> [Exercise goal] Filter the entries below, keeping only lines with the word "serde".

> [Records shown]
----------------------------------------

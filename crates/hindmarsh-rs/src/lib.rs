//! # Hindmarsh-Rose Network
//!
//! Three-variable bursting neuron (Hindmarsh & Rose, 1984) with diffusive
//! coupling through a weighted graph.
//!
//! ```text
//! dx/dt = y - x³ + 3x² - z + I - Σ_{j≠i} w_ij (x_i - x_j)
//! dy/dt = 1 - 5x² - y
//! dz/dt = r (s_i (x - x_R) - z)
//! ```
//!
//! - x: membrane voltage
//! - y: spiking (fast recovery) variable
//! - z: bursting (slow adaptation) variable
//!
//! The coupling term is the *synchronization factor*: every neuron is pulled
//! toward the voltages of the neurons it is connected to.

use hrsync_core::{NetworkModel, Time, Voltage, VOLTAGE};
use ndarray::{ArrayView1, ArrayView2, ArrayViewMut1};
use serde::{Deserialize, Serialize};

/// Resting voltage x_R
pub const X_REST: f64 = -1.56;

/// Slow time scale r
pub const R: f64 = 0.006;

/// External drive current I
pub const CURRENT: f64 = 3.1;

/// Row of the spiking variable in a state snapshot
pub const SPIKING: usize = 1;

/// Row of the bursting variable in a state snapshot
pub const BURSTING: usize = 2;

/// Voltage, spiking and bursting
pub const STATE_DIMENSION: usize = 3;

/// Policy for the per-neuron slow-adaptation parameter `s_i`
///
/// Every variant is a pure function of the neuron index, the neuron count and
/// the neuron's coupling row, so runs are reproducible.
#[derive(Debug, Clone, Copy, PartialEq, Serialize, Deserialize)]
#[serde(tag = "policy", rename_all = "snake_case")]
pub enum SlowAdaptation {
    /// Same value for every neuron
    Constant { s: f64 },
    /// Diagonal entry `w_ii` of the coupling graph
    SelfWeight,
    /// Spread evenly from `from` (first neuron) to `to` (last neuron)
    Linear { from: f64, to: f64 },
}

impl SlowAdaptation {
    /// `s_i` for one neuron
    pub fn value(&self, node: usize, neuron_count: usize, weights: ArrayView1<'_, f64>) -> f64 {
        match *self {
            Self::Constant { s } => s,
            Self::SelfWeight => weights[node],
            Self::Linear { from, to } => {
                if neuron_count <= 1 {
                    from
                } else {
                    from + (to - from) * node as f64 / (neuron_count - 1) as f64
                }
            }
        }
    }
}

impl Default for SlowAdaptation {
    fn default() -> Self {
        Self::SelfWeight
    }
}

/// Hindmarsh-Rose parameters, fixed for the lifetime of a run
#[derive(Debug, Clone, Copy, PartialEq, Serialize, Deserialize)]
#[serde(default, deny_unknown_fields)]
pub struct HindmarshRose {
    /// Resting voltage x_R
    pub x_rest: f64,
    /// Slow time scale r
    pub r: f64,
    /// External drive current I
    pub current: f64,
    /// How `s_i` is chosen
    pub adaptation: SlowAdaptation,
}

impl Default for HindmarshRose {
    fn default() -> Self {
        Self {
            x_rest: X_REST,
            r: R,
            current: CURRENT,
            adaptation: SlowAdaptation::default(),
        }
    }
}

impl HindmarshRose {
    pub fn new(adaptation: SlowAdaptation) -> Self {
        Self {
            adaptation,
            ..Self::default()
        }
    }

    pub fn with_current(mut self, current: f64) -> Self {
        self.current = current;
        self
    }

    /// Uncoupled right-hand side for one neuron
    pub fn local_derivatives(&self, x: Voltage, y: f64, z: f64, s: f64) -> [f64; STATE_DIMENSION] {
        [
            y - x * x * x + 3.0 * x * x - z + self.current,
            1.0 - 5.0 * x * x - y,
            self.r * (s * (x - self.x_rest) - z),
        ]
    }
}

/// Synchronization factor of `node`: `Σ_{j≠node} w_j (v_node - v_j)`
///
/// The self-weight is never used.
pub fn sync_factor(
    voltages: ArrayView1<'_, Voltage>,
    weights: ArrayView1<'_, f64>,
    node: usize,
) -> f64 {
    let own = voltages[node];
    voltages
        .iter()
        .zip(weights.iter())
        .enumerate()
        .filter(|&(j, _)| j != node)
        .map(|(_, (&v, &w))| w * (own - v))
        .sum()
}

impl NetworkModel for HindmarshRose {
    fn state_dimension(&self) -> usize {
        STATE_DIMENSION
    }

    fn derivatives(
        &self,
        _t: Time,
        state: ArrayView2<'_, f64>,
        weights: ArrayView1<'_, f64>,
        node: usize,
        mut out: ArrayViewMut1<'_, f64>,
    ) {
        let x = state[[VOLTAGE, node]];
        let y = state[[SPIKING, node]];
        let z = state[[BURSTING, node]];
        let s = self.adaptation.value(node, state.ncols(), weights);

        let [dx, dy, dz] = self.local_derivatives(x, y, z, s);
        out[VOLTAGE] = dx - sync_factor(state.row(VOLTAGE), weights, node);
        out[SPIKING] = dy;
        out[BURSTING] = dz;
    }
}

----------------------------------------

> [Task output]
use serde::{Deserialize, Serialize};
#[serde(tag = "policy", rename_all = "snake_case")]
#[serde(default, deny_unknown_fields)]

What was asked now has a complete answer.